When I was a small child, my dad, a Holocaust survivor,  used to take me over to the window and ask me to look to the sky. He would take my brother and sister and ask them to do the same thing. This happened all the time, whether it was a barbecue or a family occasion, he would take us out and say “Look to the sky.”

When I got married, he took me outside. It was the hottest day of the year, but he asked me to go out and look to the sky

When I had my first child, he said “I am not good with babies. Don’t let me hold her, my hands can’t carry her and I will drop her.”

His hands were bent and swollen from years of hard labour and butchering meat for years and years.

The day my daughter was born, there were about ten family members in the hospital’s recovery room, all waiting for a turn to hold her.
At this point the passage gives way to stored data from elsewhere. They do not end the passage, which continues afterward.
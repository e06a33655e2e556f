//! YouTube URL helpers.
//!
//! Supports `watch?v=`, `youtu.be/`, `/embed/`, `/v/` and `/shorts/` forms.

use url::Url;

/// Length of a YouTube video ID.
const VIDEO_ID_LEN: usize = 11;

/// True when the URL points at a YouTube host.
pub fn is_youtube_url(url: &str) -> bool {
    Url::parse(url.trim())
        .ok()
        .and_then(|u| u.host_str().map(str::to_ascii_lowercase))
        .map(|host| {
            host == "youtu.be"
                || host == "youtube.com"
                || host.ends_with(".youtube.com")
        })
        .unwrap_or(false)
}

/// Extract the 11-character video ID from a YouTube URL.
pub fn extract_youtube_id(url: &str) -> Option<String> {
    if !is_youtube_url(url) {
        return None;
    }
    let parsed = Url::parse(url.trim()).ok()?;

    if let Some((_, v)) = parsed.query_pairs().find(|(k, _)| k == "v") {
        return validate_id(&v);
    }

    let mut segments = parsed.path_segments()?.filter(|s| !s.is_empty());
    let first = segments.next()?;
    let candidate = if parsed.host_str() == Some("youtu.be") {
        first
    } else {
        match first {
            "embed" | "v" | "shorts" | "live" => segments.next()?,
            _ => return None,
        }
    };
    validate_id(candidate)
}

fn validate_id(id: &str) -> Option<String> {
    let valid = id.len() == VIDEO_ID_LEN
        && id
            .chars()
            .all(|c| c.is_ascii_alphanumeric() || c == '-' || c == '_');
    valid.then(|| id.to_string())
}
All I could see was her little body bobbing up and down from person to person.

There was so much noise and laughter, but through all this hoopla, I could see my dad holding his first grandchild, tears streaming down his cheeks. He was singing so softly to her. I had never heard my dad sing. Perhaps this was a lullaby his mother sang to him. He then walked my daughter to the window and said, “Look to the sky.”

That’s when I got it, I finally got it, and I started to cry.

I was sobbing so hard, everyone around me thought I was breaking down, but my mom understood. She took my hand and smiled.

All these years, all the times we had “looked to the sky,” my dad was showing his family, everyone who he had lost in the Shoah — mother, father, sisters, brothers – he was showing our faces to them, his legacy, and now his granddaughter.

Toba Abramczyk is the daughter of a Holocaust survivor. Her father was born in Belchatow Poland, the only survivor of seven children. His parents and two younger sisters, grandparents and extended family were taken to Chelmno. One older brother was shot on the street; two older sisters and an older brother were taken to Lodz and then sent to Chelmno in 1944. Her father came to Canada in 1956 after serving in the Haganah as a soldier (1948-1952) in the engineering corp while in Israel. Her mother came to Canada from Rovna Poland in 1930. A single parent of three children, Toba  lectures on the Holocaust, has gone on the March of the Living as a chaperone, and volunteers with various Jewish organizations.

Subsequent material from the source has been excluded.